Voli bloccati e disagi per l'Etna: il ministro difende l'opera e attacca l'opposizione. Quello del ministro sembra un tentativo politico di deviare l'attenzione
Le difficoltà del trasporto aereo e le conseguenze dell’attività dell’Etna riaccendono lo scontro politico sui collegamenti tra la Sicilia e il resto del Paese. Il ministro delle Infrastrutture e dei Trasporti, Matteo Salvini, torna a difendere con forza la realizzazione del Ponte sullo Stretto di Messina, inserendo il tema nel dibattito sui disagi che stanno colpendo in queste ore migliaia di passeggeri e turisti.
Attraverso un messaggio diffuso sui propri canali social, il titolare del Mit ha mostrato un filmato per sottolineare la necessità dell’infrastruttura, accompagnandolo con parole molto dirette: «Un video che vale più di mille parole.
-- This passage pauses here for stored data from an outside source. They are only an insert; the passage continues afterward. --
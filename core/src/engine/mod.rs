//! Socket engine: a readiness multiplexer over pluggable backends
//!
//! The engine owns the descriptor→handler table and drives every
//! registered [`EventHandler`]. Backends translate [`EventMask`]
//! strategies to whatever the native primitive supports: the epoll
//! backend uses edge-triggered mode where the mask permits it, the
//! poll backend is purely level-triggered.

#[cfg(target_os = "linux")]
mod epoll;
mod poll;

#[cfg(target_os = "linux")]
pub use epoll::EpollBackend;
pub use poll::PollBackend;

use crate::error::{Error, Result};
use crate::event::{EventHandler, EventMask};
use crate::server::Core;
use std::cell::{Cell, RefCell};
use std::os::unix::io::RawFd;
use std::rc::Rc;
use tracing::{debug, warn};

/// Process exit status used when no backend can be initialized
pub const EXIT_STATUS_SOCKETENGINE: i32 = 10;

/// A handler slot in the descriptor table
pub type HandlerRef = Rc<RefCell<dyn EventHandler>>;

/// One readiness notification out of a backend
#[derive(Debug, Clone, Copy)]
pub struct Readiness {
    pub fd: RawFd,
    pub readable: bool,
    pub writable: bool,
    /// `Some(code)` for an error condition; hang-up is `Some(0)`
    pub error: Option<i32>,
}

/// Native multiplexer interface implemented per platform
pub trait Backend {
    fn name(&self) -> &'static str;

    /// Start watching `fd` with the translated form of `mask`
    fn add(&self, fd: RawFd, mask: EventMask) -> Result<()>;

    /// Move `fd` from `old` to `new`. Must issue nothing when the
    /// translated native event set is unchanged.
    fn modify(&self, fd: RawFd, old: EventMask, new: EventMask) -> Result<()>;

    /// Stop watching `fd`
    fn remove(&self, fd: RawFd) -> Result<()>;

    /// Block up to `max_wait_ms` and append readiness records to `out`
    fn wait(&self, out: &mut Vec<Readiness>, max_wait_ms: i32) -> Result<()>;
}

/// The descriptor table plus a backend.
///
/// All methods take `&self`; the table lives behind a `RefCell` and no
/// borrow of it is held while a handler callback runs, so callbacks may
/// freely add and remove descriptors.
pub struct SocketEngine {
    backend: Box<dyn Backend>,
    table: RefCell<Vec<Option<HandlerRef>>>,
    current_set_size: Cell<usize>,
    ready: RefCell<Vec<Readiness>>,
}

impl SocketEngine {
    /// Create an engine on the default backend for this platform
    pub fn new() -> Result<Self> {
        #[cfg(target_os = "linux")]
        let backend: Box<dyn Backend> = Box::new(EpollBackend::new()?);
        #[cfg(not(target_os = "linux"))]
        let backend: Box<dyn Backend> = Box::new(PollBackend::new());
        Self::with_backend(backend)
    }

    /// Create an engine on an explicit backend
    pub fn with_backend(backend: Box<dyn Backend>) -> Result<Self> {
        let max = max_descriptors()?;
        debug!(backend = backend.name(), max_fds = max, "socket engine ready");
        let mut table = Vec::new();
        table.resize_with(max, || None);
        Ok(Self {
            backend,
            table: RefCell::new(table),
            current_set_size: Cell::new(0),
            ready: RefCell::new(Vec::with_capacity(1024)),
        })
    }

    pub fn backend_name(&self) -> &'static str {
        self.backend.name()
    }

    /// Number of descriptors currently registered
    pub fn len(&self) -> usize {
        self.current_set_size.get()
    }

    pub fn is_empty(&self) -> bool {
        self.len() == 0
    }

    /// Highest descriptor the table can hold, exclusive
    pub fn max_fds(&self) -> usize {
        self.table.borrow().len()
    }

    /// Register a handler. Fails if the descriptor is out of range,
    /// already registered, or rejected by the backend.
    pub fn add(&self, handler: HandlerRef, mask: EventMask) -> Result<()> {
        let fd = handler.borrow().fd();
        self.check_range(fd)?;
        if self.table.borrow()[fd as usize].is_some() {
            return Err(Error::SocketEngine(format!(
                "attempt to add duplicate fd {}",
                fd
            )));
        }
        self.backend.add(fd, mask)?;
        handler.borrow_mut().set_event_mask(mask);
        self.table.borrow_mut()[fd as usize] = Some(handler);
        self.current_set_size.set(self.current_set_size.get() + 1);
        debug!(fd, "registered descriptor");
        Ok(())
    }

    /// Deregister a handler. With `force`, backend errors are
    /// suppressed (used while tearing down an already-closed fd).
    pub fn del(&self, handler: &dyn EventHandler, force: bool) -> Result<()> {
        let fd = handler.fd();
        self.check_range(fd)?;
        if let Err(e) = self.backend.remove(fd) {
            if !force {
                return Err(e);
            }
        }
        let occupied = self.table.borrow()[fd as usize].is_some();
        if occupied {
            self.table.borrow_mut()[fd as usize] = None;
            self.current_set_size.set(self.current_set_size.get() - 1);
            debug!(fd, "removed descriptor");
        } else if !force {
            return Err(Error::SocketEngine(format!("fd {} is not registered", fd)));
        }
        Ok(())
    }

    /// Update the desired events for a registered handler.
    ///
    /// Translates old→new into at most one backend call; the handler's
    /// mask field is rewritten either way.
    pub fn set_mask(&self, handler: &mut dyn EventHandler, new_mask: EventMask) {
        let old = handler.event_mask();
        if old == new_mask {
            return;
        }
        if let Err(e) = self.backend.modify(handler.fd(), old, new_mask) {
            warn!(fd = handler.fd(), error = %e, "failed to update event mask");
        }
        handler.set_event_mask(new_mask);
    }

    /// Block up to `max_wait_ms` and deliver callbacks.
    ///
    /// Per descriptor the delivery order is error, then read, then
    /// write; an error event suppresses read/write for that pass. A
    /// handler removed earlier in the pass is skipped. Returns the
    /// number of readiness records processed.
    pub fn dispatch(&self, core: &Core, max_wait_ms: i32) -> usize {
        let mut events = std::mem::take(&mut *self.ready.borrow_mut());
        events.clear();
        if let Err(e) = self.backend.wait(&mut events, max_wait_ms) {
            warn!(error = %e, "backend wait failed");
        }
        let count = events.len();

        for ev in &events {
            let handler = match self.lookup(ev.fd) {
                Some(h) => h,
                None => continue,
            };
            core.stats.total_events.set(core.stats.total_events.get() + 1);

            if let Some(code) = ev.error {
                core.stats.error_events.set(core.stats.error_events.get() + 1);
                handler.borrow_mut().on_error(core, code);
                continue;
            }
            if ev.readable {
                self.clear_bits(
                    &handler,
                    EventMask::READ_WILL_BLOCK | EventMask::FAST_READ,
                );
                core.stats.read_events.set(core.stats.read_events.get() + 1);
                handler.borrow_mut().on_readable(core);
            }
            if ev.writable {
                // The read callback may have torn this handler down.
                if !self.still_registered(ev.fd, &handler) {
                    continue;
                }
                self.clear_bits(
                    &handler,
                    EventMask::WRITE_WILL_BLOCK | EventMask::FAST_WRITE,
                );
                core.stats.write_events.set(core.stats.write_events.get() + 1);
                handler.borrow_mut().on_writable(core);
            }
        }

        events.clear();
        *self.ready.borrow_mut() = events;
        count
    }

    fn lookup(&self, fd: RawFd) -> Option<HandlerRef> {
        let table = self.table.borrow();
        table.get(fd as usize).and_then(|slot| slot.clone())
    }

    fn still_registered(&self, fd: RawFd, handler: &HandlerRef) -> bool {
        let table = self.table.borrow();
        match table.get(fd as usize) {
            Some(Some(current)) => Rc::ptr_eq(current, handler),
            _ => false,
        }
    }

    /// Drop WILL_BLOCK bookkeeping and one-shot bits before delivery
    fn clear_bits(&self, handler: &HandlerRef, bits: EventMask) {
        let mut h = handler.borrow_mut();
        let old = h.event_mask();
        let new = old.without(bits);
        if new != old {
            if let Err(e) = self.backend.modify(h.fd(), old, new) {
                warn!(fd = h.fd(), error = %e, "failed to clear event bits");
            }
            h.set_event_mask(new);
        }
    }

    fn check_range(&self, fd: RawFd) -> Result<()> {
        if fd < 0 || fd as usize >= self.max_fds() {
            return Err(Error::SocketEngine(format!(
                "fd {} out of range (max {})",
                fd,
                self.max_fds()
            )));
        }
        Ok(())
    }
}

/// Size the descriptor table from the process rlimit, clamped so an
/// unbounded or absurd limit cannot balloon the table
fn max_descriptors() -> Result<usize> {
    const TABLE_CAP: usize = 1 << 16;
    let mut limit = libc::rlimit {
        rlim_cur: 0,
        rlim_max: 0,
    };
    let rc = unsafe { libc::getrlimit(libc::RLIMIT_NOFILE, &mut limit) };
    if rc != 0 {
        return Err(Error::SocketEngine(
            "cannot determine maximum number of open sockets".to_string(),
        ));
    }
    if limit.rlim_cur == libc::RLIM_INFINITY {
        return Ok(TABLE_CAP);
    }
    Ok((limit.rlim_cur as usize).min(TABLE_CAP))
}

/// Fetch and clear the pending error on a socket
pub(crate) fn socket_error(fd: RawFd) -> i32 {
    let mut code: libc::c_int = 0;
    let mut len = std::mem::size_of::<libc::c_int>() as libc::socklen_t;
    let rc = unsafe {
        libc::getsockopt(
            fd,
            libc::SOL_SOCKET,
            libc::SO_ERROR,
            &mut code as *mut _ as *mut libc::c_void,
            &mut len,
        )
    };
    if rc < 0 {
        std::io::Error::last_os_error().raw_os_error().unwrap_or(0)
    } else {
        code
    }
}
use std::path::{Path, PathBuf};

use anyhow::{bail, Context, Result};
use clap::{Parser, Subcommand};

use rids::{IngestConfig, IngestionPipeline, PairingMode, RidsDocument};

/// RIDS – RF interference data system
#[derive(Parser, Debug)]
#[command(name = "rids", version, long_about = None)]
struct Args {
    /// Enable verbose logging
    #[arg(short, long, default_value_t = false)]
    verbose: bool,

    #[command(subcommand)]
    command: Command,
}

#[derive(Subcommand, Debug)]
enum Command {
    /// Drain a capture directory into <time_stamp>.ridz files
    Ingest {
        /// Directory holding <stamp>.ave.<pol> / <stamp>.maxh.<pol> captures
        directory: PathBuf,

        /// Header .rids/.ridz file loaded before ingestion
        #[arg(long)]
        header: Option<PathBuf>,

        /// JSON ingest config; command-line flags override it
        #[arg(long)]
        config: Option<PathBuf>,

        /// Header field assignment, e.g. --set "threshold=-80 dBm"
        #[arg(long = "set", value_name = "KEY=VALUE")]
        set: Vec<String>,

        /// Comment appended to the document
        #[arg(long)]
        comment: Option<String>,

        /// Peak events per polarization per cycle
        #[arg(long)]
        obs_per_file: Option<usize>,

        /// Maximum number of scan cycles
        #[arg(long)]
        max_loops: Option<usize>,

        /// Pause between cycles in milliseconds
        #[arg(long)]
        poll_interval_ms: Option<u64>,

        /// Require paired captures to carry the same time stamp
        #[arg(long, default_value_t = false)]
        strict_pairing: bool,

        /// Stop once a cycle consumes nothing and the directory is unchanged
        #[arg(long, default_value_t = false)]
        stop_when_idle: bool,
    },
    /// Re-encode a document (.rids <-> .ridz by destination suffix)
    Convert { input: PathBuf, output: PathBuf },
}

fn main() -> Result<()> {
    let args = Args::parse();

    env_logger::Builder::from_default_env()
        .filter_level(if args.verbose {
            log::LevelFilter::Debug
        } else {
            log::LevelFilter::Info
        })
        .init();

    match args.command {
        Command::Ingest {
            directory,
            header,
            config,
            set,
            comment,
            obs_per_file,
            max_loops,
            poll_interval_ms,
            strict_pairing,
            stop_when_idle,
        } => {
            let mut cfg = match config {
                Some(path) => IngestConfig::from_json_file(&path)
                    .with_context(|| format!("loading ingest config {}", path.display()))?,
                None => IngestConfig::default(),
            };
            if let Some(n) = obs_per_file {
                cfg.obs_per_file = n;
            }
            if let Some(n) = max_loops {
                cfg.max_loops = n;
            }
            if let Some(ms) = poll_interval_ms {
                cfg.poll_interval_ms = ms;
            }
            if strict_pairing {
                cfg.pairing = PairingMode::TimeStamp;
            }
            if stop_when_idle {
                cfg.stop_when_idle = true;
            }

            let mut doc = RidsDocument::new();
            if let Some(path) = &header {
                doc.load(path)
                    .with_context(|| format!("loading header {}", path.display()))?;
            }
            doc.set(parse_assignments(&set)?);
            doc.append_comment(comment.as_deref());

            ingest(&mut doc, &directory, cfg)
        }
        Command::Convert { input, output } => {
            let mut doc = RidsDocument::new();
            doc.load(&input)
                .with_context(|| format!("loading {}", input.display()))?;
            doc.save(&output)
                .with_context(|| format!("writing {}", output.display()))?;
            log::info!("Converted {} -> {}", input.display(), output.display());
            Ok(())
        }
    }
}

fn ingest(doc: &mut RidsDocument, directory: &Path, cfg: IngestConfig) -> Result<()> {
    log::info!(
        "Ingesting {} (obs_per_file={}, max_loops={})",
        directory.display(),
        cfg.obs_per_file,
        cfg.max_loops
    );
    let pipeline = IngestionPipeline::with_config(cfg);
    let report = pipeline
        .run(doc, directory)
        .with_context(|| format!("ingesting {}", directory.display()))?;

    for failure in &report.failures {
        log::warn!("  {} failed: {}", failure.event, failure.error);
    }
    if !report.pairing_mismatches.is_empty() {
        log::warn!("  {} pairing mismatches", report.pairing_mismatches.len());
    }
    for output in &report.outputs {
        log::info!("  output: {}", output.display());
    }
    Ok(())
}

fn parse_assignments(pairs: &[String]) -> Result<Vec<(String, String)>> {
    pairs
        .iter()
        .map(|pair| match pair.split_once('=') {
            Some((key, value)) => Ok((key.trim().to_string(), value.trim().to_string())),
            None => bail!("expected KEY=VALUE, got '{pair}'"),
        })
        .collect()
}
E per qualcuno a sinistra il Ponte non serve…».
La replica alle opposizioni e il tema dei trasporti
Rispondendo alle polemiche sollevate dalle forze di minoranza, il ministro ha proseguito ironizzando sulle accuse ricevute riguardo alle emergenze delle ultime ore: «La sinistra mi sta accusando di tutto, anche dell’eruzione dell’Etna (purtroppo non ho ancora i poteri per fermare un vulcano…)».
Al centro del suo intervento resta comunque il nodo dei trasporti e della continuità territoriale per scavalcare il braccio di mare tra Calabria e Sicilia. «Una cosa però è certa: se il Ponte ci fosse già, le migliaia di passeggeri che in queste ore stanno affrontando disagi e difficoltà avrebbero un’alternativa concreta all’aereo», ha concluso Salvini.
Quello di Salvini sembra il tentativo politico di spostare l’attenzione altrove
Inserire il tema controverso del ponte nel quadro dell’attuale caos sembra il tentativo, tutto politico, di deviare l’attenzione dal nodo cruciale del caos di questi giorni. Caos acuito dall’assenza di prevenzione dai rischi dimostrata in quest’occasione a più livelli. Manca una programmazione che tenga conto di fattori di costante instabilità come l’Etna. Altro che il ponte.